5:09 a.m. 66 degrees, wind WNW 0 mph. Sky: mostly blue, except in the east where a cloud mountain, all white with underbelly highlights, fills the void. Fog over the wetlands oozes over the road, joins fog over the pond, and together drift east uphill like the tenth plague on the House of Egypt; as I imagine fog drifts over the moors of Devonshire. Haze everywhere else. No sign of Mount Ascutney.
Pipette-mouthed mosquitos out in force (more biblical plague than fog). A female needs one tiny drop of blood the size of a sand grain to make three hundred eggs. Just to break even, I have to kill three hundred for each successful bite. Unfortunately, successful bites are increasing exponentially; a number beyond counting like our metastasizing pandemic debt. Marinating in a denim jacket, I have only hands, neck, and face to defend . . . at best, a losing proposition. At worse, an ill-fated expedition. I want bats back. To console myself, I recall that male mosquitos pollinate orchids, a thought that sustains me only so long . . . then the slapping resumes. When the British biologist J.B.S. Haldane, one of Darwin's earliest and most rabid supporters, claimed . . . the universe is not only queerer than we suppose but queerer than we can suppose, he could have been considering mosquitos.
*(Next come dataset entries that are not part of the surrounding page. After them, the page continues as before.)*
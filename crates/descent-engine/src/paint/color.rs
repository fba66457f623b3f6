/// Linear premultiplied RGBA color.
///
/// Invariant: `rgb` components are already multiplied by `a`.
#[derive(Debug, Copy, Clone, Default, PartialEq)]
pub struct Color {
    pub r: f32,
    pub g: f32,
    pub b: f32,
    pub a: f32,
}

impl Color {
    pub const TRANSPARENT: Color = Color::from_premul(0.0, 0.0, 0.0, 0.0);
    pub const BLACK: Color = Color::from_premul(0.0, 0.0, 0.0, 1.0);
    pub const WHITE: Color = Color::from_premul(1.0, 1.0, 1.0, 1.0);

    /// Creates a premultiplied color from premultiplied components.
    #[inline]
    pub const fn from_premul(r: f32, g: f32, b: f32, a: f32) -> Self {
        Self { r, g, b, a }
    }

    /// Creates a premultiplied color from straight alpha components.
    #[inline]
    pub fn from_straight(r: f32, g: f32, b: f32, a: f32) -> Self {
        let a = a.clamp(0.0, 1.0);
        Self {
            r: r.clamp(0.0, 1.0) * a,
            g: g.clamp(0.0, 1.0) * a,
            b: b.clamp(0.0, 1.0) * a,
            a,
        }
    }

    /// Opaque color from straight components.
    #[inline]
    pub fn rgb(r: f32, g: f32, b: f32) -> Self {
        Self::from_straight(r, g, b, 1.0)
    }

    /// Creates a premultiplied color from straight sRGB bytes.
    #[inline]
    pub fn from_srgb_u8(r: u8, g: u8, b: u8, a: u8) -> Self {
        Self::from_straight(
            r as f32 / 255.0,
            g as f32 / 255.0,
            b as f32 / 255.0,
            a as f32 / 255.0,
        )
    }

    /// Returns a straight-alpha representation. For `a == 0`, RGB is 0.
    #[inline]
    pub fn to_straight(self) -> (f32, f32, f32, f32) {
        if self.a <= 0.0 {
            (0.0, 0.0, 0.0, 0.0)
        } else {
            let inv = 1.0 / self.a;
            (self.r * inv, self.g * inv, self.b * inv, self.a)
        }
    }

    #[inline]
    pub fn to_array(self) -> [f32; 4] {
        [self.r, self.g, self.b, self.a]
    }

    #[inline]
    pub fn is_finite(self) -> bool {
        self.r.is_finite() && self.g.is_finite() && self.b.is_finite() && self.a.is_finite()
    }

    /// Clamps all channels to [0, 1] and enforces premultiplication.
    #[inline]
    pub fn clamped(self) -> Self {
        let a = self.a.clamp(0.0, 1.0);
        Self {
            r: self.r.clamp(0.0, a),
            g: self.g.clamp(0.0, a),
            b: self.b.clamp(0.0, a),
            a,
        }
    }
}

#[cfg(test)]
mod tests {
    use super::*;

    #[test]
    fn straight_alpha_is_premultiplied() {
        let c = Color::from_straight(1.0, 0.5, 0.0, 0.5);
        assert_eq!(c.to_array(), [0.5, 0.25, 0.0, 0.5]);
    }

    #[test]
    fn to_straight_inverts_premultiplication() {
        let (r, g, b, a) = Color::from_straight(0.8, 0.4, 0.2, 0.5).to_straight();
        assert!((r - 0.8).abs() < 1e-6);
        assert!((g - 0.4).abs() < 1e-6);
        assert!((b - 0.2).abs() < 1e-6);
        assert_eq!(a, 0.5);
    }

    #[test]
    fn clamped_keeps_rgb_below_alpha() {
        let c = Color::from_premul(2.0, 0.9, -1.0, 0.5).clamped();
        assert_eq!(c.to_array(), [0.5, 0.5, 0.0, 0.5]);
    }

    #[test]
    fn srgb_bytes_map_to_unit_range() {
        assert_eq!(Color::from_srgb_u8(255, 255, 255, 255), Color::WHITE);
        assert_eq!(Color::from_srgb_u8(0, 0, 0, 0), Color::TRANSPARENT);
    }
}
Crows call from the driveway pine. A song sparrow hops along the edge of the road. A flyover red-shouldered hawk. On the third day of summer, the wheel of phenology turns. Dawn quiets down. Most Neotropical migrants incubate or rear nestlings. Woodpeckers, hawks, and owls have fledged. Nuthatches, chickadees, and titmice, too. Phoebe chicks: heads and ample beaks overflow their barn nest. Thrushes keep to themselves. Before long, southbound shorebirds will stop by.
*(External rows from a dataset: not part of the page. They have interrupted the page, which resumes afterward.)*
use std::num::NonZeroU64;

use bytemuck::{Pod, Zeroable};
use wgpu::util::DeviceExt;

use crate::render::Vertex;
use crate::resource::{
    BufferDescriptor, BufferUsage, FilterMode, GpuResourceDescriptor, ShaderDescriptor,
    TextureDescriptor, TextureFormat,
};

#[repr(C)]
#[derive(Debug, Copy, Clone, Pod, Zeroable)]
pub(super) struct ViewportUniform {
    pub viewport: [f32; 2],
    pub _pad: [f32; 2], // 16-byte alignment
}

const VIEWPORT_UBO_SIZE: NonZeroU64 = match NonZeroU64::new(size_of::<ViewportUniform>() as u64) {
    Some(size) => size,
    None => panic!("ViewportUniform is zero-sized"),
};

fn premul_alpha_blend() -> wgpu::BlendState {
    let component = wgpu::BlendComponent {
        src_factor: wgpu::BlendFactor::One,
        dst_factor: wgpu::BlendFactor::OneMinusSrcAlpha,
        operation: wgpu::BlendOperation::Add,
    };
    wgpu::BlendState {
        color: component,
        alpha: component,
    }
}

/// Color target every pipeline of a context renders into.
#[derive(Debug, Copy, Clone)]
pub(super) struct Target {
    pub format: wgpu::TextureFormat,
    pub samples: u32,
}

/// Objects shared by every program and texture of a context.
///
/// Bind group layout:
/// - 0: viewport uniform (vertex)
/// - 1: texture (fragment)
/// - 2: sampler (fragment)
pub(super) struct Bindings {
    pub layout: wgpu::BindGroupLayout,
    pub pipeline_layout: wgpu::PipelineLayout,
    pub viewport_ubo: wgpu::Buffer,
    linear: wgpu::Sampler,
    nearest: wgpu::Sampler,
}

impl Bindings {
    pub fn new(device: &wgpu::Device) -> Self {
        let layout = device.create_bind_group_layout(&wgpu::BindGroupLayoutDescriptor {
            label: Some("descent bgl"),
            entries: &[
                wgpu::BindGroupLayoutEntry {
                    binding: 0,
                    visibility: wgpu::ShaderStages::VERTEX,
                    ty: wgpu::BindingType::Buffer {
                        ty: wgpu::BufferBindingType::Uniform,
                        has_dynamic_offset: false,
                        min_binding_size: Some(VIEWPORT_UBO_SIZE),
                    },
                    count: None,
                },
                wgpu::BindGroupLayoutEntry {
                    binding: 1,
                    visibility: wgpu::ShaderStages::FRAGMENT,
                    ty: wgpu::BindingType::Texture {
                        sample_type: wgpu::TextureSampleType::Float { filterable: true },
                        view_dimension: wgpu::TextureViewDimension::D2,
                        multisampled: false,
                    },
                    count: None,
                },
                wgpu::BindGroupLayoutEntry {
                    binding: 2,
                    visibility: wgpu::ShaderStages::FRAGMENT,
                    ty: wgpu::BindingType::Sampler(wgpu::SamplerBindingType::Filtering),
                    count: None,
                },
            ],
        });

        let pipeline_layout = device.create_pipeline_layout(&wgpu::PipelineLayoutDescriptor {
            label: Some("descent pipeline layout"),
            bind_group_layouts: &[&layout],
            immediate_size: 0,
        });

        let viewport_ubo = device.create_buffer(&wgpu::BufferDescriptor {
            label: Some("descent viewport ubo"),
            size: VIEWPORT_UBO_SIZE.get(),
            usage: wgpu::BufferUsages::UNIFORM | wgpu::BufferUsages::COPY_DST,
            mapped_at_creation: false,
        });

        let sampler = |label, filter| {
            device.create_sampler(&wgpu::SamplerDescriptor {
                label: Some(label),
                address_mode_u: wgpu::AddressMode::ClampToEdge,
                address_mode_v: wgpu::AddressMode::ClampToEdge,
                address_mode_w: wgpu::AddressMode::ClampToEdge,
                mag_filter: filter,
                min_filter: filter,
                mipmap_filter: wgpu::MipmapFilterMode::Nearest,
                ..Default::default()
            })
        };

        Self {
            linear: sampler("descent linear sampler", wgpu::FilterMode::Linear),
            nearest: sampler("descent nearest sampler", wgpu::FilterMode::Nearest),
            layout,
            pipeline_layout,
            viewport_ubo,
        }
    }

    pub fn write_viewport(&self, queue: &wgpu::Queue, width: f32, height: f32) {
        queue.write_buffer(
            &self.viewport_ubo,
            0,
            bytemuck::bytes_of(&ViewportUniform {
                viewport: [width.max(1.0), height.max(1.0)],
                _pad: [0.0; 2],
            }),
        );
    }

    fn sampler(&self, filter: FilterMode) -> &wgpu::Sampler {
        match filter {
            FilterMode::Linear => &self.linear,
            FilterMode::Nearest => &self.nearest,
        }
    }
}

/// Native object behind a `NativeHandle`.
pub(super) enum GpuObject {
    Texture {
        texture: wgpu::Texture,
        bind_group: wgpu::BindGroup,
    },
    Program {
        pipeline: wgpu::RenderPipeline,
    },
    Buffer {
        buffer: wgpu::Buffer,
        usage: BufferUsage,
        /// Vertex or index count.
        elements: u32,
    },
}

impl GpuObject {
    pub fn create(
        device: &wgpu::Device,
        queue: &wgpu::Queue,
        bindings: &Bindings,
        target: Target,
        desc: &GpuResourceDescriptor,
    ) -> Result<Self, String> {
        match desc {
            GpuResourceDescriptor::Texture(t) => Ok(texture(device, queue, bindings, t)),
            GpuResourceDescriptor::FontAtlas(f) => {
                let atlas = &f.atlas;
                let t = TextureDescriptor {
                    label: f.label.clone(),
                    width: atlas.width(),
                    height: atlas.height(),
                    format: TextureFormat::R8Unorm,
                    filter: FilterMode::Linear,
                    pixels: atlas.pixels().to_vec(),
                };
                Ok(texture(device, queue, bindings, &t))
            }
            GpuResourceDescriptor::Shader(s) => Ok(program(device, bindings, target, s)),
            GpuResourceDescriptor::Buffer(b) => buffer(device, b),
        }
    }

    /// Frees GPU memory now instead of when the last command using it retires.
    pub fn destroy(self) {
        match self {
            GpuObject::Texture { texture, .. } => texture.destroy(),
            GpuObject::Buffer { buffer, .. } => buffer.destroy(),
            GpuObject::Program { .. } => {}
        }
    }
}

fn texture_format(format: TextureFormat) -> wgpu::TextureFormat {
    match format {
        TextureFormat::Rgba8UnormSrgb => wgpu::TextureFormat::Rgba8UnormSrgb,
        TextureFormat::Rgba8Unorm => wgpu::TextureFormat::Rgba8Unorm,
        TextureFormat::R8Unorm => wgpu::TextureFormat::R8Unorm,
    }
}

fn texture(
    device: &wgpu::Device,
    queue: &wgpu::Queue,
    bindings: &Bindings,
    desc: &TextureDescriptor,
) -> GpuObject {
    let size = wgpu::Extent3d {
        width: desc.width,
        height: desc.height,
        depth_or_array_layers: 1,
    };
    let texture = device.create_texture(&wgpu::TextureDescriptor {
        label: desc.label.as_deref(),
        size,
        mip_level_count: 1,
        sample_count: 1,
        dimension: wgpu::TextureDimension::D2,
        format: texture_format(desc.format),
        usage: wgpu::TextureUsages::TEXTURE_BINDING | wgpu::TextureUsages::COPY_DST,
        view_formats: &[],
    });

    queue.write_texture(
        wgpu::TexelCopyTextureInfo {
            texture: &texture,
            mip_level: 0,
            origin: wgpu::Origin3d::ZERO,
            aspect: wgpu::TextureAspect::All,
        },
        &desc.pixels,
        wgpu::TexelCopyBufferLayout {
            offset: 0,
            bytes_per_row: Some(desc.width * desc.format.bytes_per_pixel() as u32),
            rows_per_image: Some(desc.height),
        },
        size,
    );

    let view = texture.create_view(&wgpu::TextureViewDescriptor::default());
    let bind_group = device.create_bind_group(&wgpu::BindGroupDescriptor {
        label: desc.label.as_deref(),
        layout: &bindings.layout,
        entries: &[
            wgpu::BindGroupEntry {
                binding: 0,
                resource: bindings.viewport_ubo.as_entire_binding(),
            },
            wgpu::BindGroupEntry {
                binding: 1,
                resource: wgpu::BindingResource::TextureView(&view),
            },
            wgpu::BindGroupEntry {
                binding: 2,
                resource: wgpu::BindingResource::Sampler(bindings.sampler(desc.filter)),
            },
        ],
    });

    GpuObject::Texture {
        texture,
        bind_group,
    }
}

fn program(
    device: &wgpu::Device,
    bindings: &Bindings,
    target: Target,
    desc: &ShaderDescriptor,
) -> GpuObject {
    let module = device.create_shader_module(wgpu::ShaderModuleDescriptor {
        label: desc.label.as_deref(),
        source: wgpu::ShaderSource::Wgsl(desc.source.as_str().into()),
    });

    let pipeline = device.create_render_pipeline(&wgpu::RenderPipelineDescriptor {
        label: desc.label.as_deref(),
        layout: Some(&bindings.pipeline_layout),
        vertex: wgpu::VertexState {
            module: &module,
            entry_point: Some(desc.vertex_entry.as_str()),
            compilation_options: Default::default(),
            buffers: &[Vertex::layout()],
        },
        fragment: Some(wgpu::FragmentState {
            module: &module,
            entry_point: Some(desc.fragment_entry.as_str()),
            compilation_options: Default::default(),
            targets: &[Some(wgpu::ColorTargetState {
                format: target.format,
                blend: Some(premul_alpha_blend()),
                write_mask: wgpu::ColorWrites::ALL,
            })],
        }),
        primitive: wgpu::PrimitiveState {
            topology: wgpu::PrimitiveTopology::TriangleList,
            strip_index_format: None,
            front_face: wgpu::FrontFace::Ccw,
            cull_mode: None,
            polygon_mode: wgpu::PolygonMode::Fill,
            unclipped_depth: false,
            conservative: false,
        },
        depth_stencil: None,
        multisample: wgpu::MultisampleState {
            count: target.samples,
            mask: !0,
            alpha_to_coverage_enabled: false,
        },
        multiview_mask: None,
        cache: None,
    });

    GpuObject::Program { pipeline }
}

fn buffer(device: &wgpu::Device, desc: &BufferDescriptor) -> Result<GpuObject, String> {
    let (usage, stride) = match desc.usage {
        BufferUsage::Vertex => (wgpu::BufferUsages::VERTEX, size_of::<Vertex>()),
        BufferUsage::Index => (wgpu::BufferUsages::INDEX, size_of::<u16>()),
        BufferUsage::Uniform => (wgpu::BufferUsages::UNIFORM, 1),
    };
    let elements = u32::try_from(desc.contents.len() / stride)
        .map_err(|_| format!("buffer of {} bytes is too large", desc.contents.len()))?;

    let buffer = device.create_buffer_init(&wgpu::util::BufferInitDescriptor {
        label: desc.label.as_deref(),
        contents: &desc.contents,
        usage,
    });

    Ok(GpuObject::Buffer {
        buffer,
        usage: desc.usage,
        elements,
    })
}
A pair of red squirrels chase each other around a pine trunk. Like robins, bluebirds, and phoebes it's procreation round two.
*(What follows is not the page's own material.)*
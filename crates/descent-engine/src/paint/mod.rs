//! Color model shared by window clear colors and vertex tinting.

pub mod color;

pub use color::Color;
Yesterday, seven painted turtles basked on the surface of the pond. This morning, only two. A bullfrog calls. Tadpoles skitter.
Whirl-a-gig beetles and diving beetles zigzag like miniature bumper cars on the pond. They speak in wakes, an ephemeral, and forgotten language. I'm easily mesmerized. Scarab beetles eat unidentified roadkill. Ladybird beetles eat unidentified aphids. A click beetle in the kitchen sink, clicking. Last night, fireflies over the garden (sadly, not too many). Beetles, of all shapes, colors, and sizes; at the moment, the perfect substitute for birds, which busy themselves with domestic chores, and the perfect antidote for the mosquitos that cloud around me.
Haldane, again, If one could conclude as to the nature of the Creator from a study of creation it would appear that God has an inordinate fondness of stars and beetles.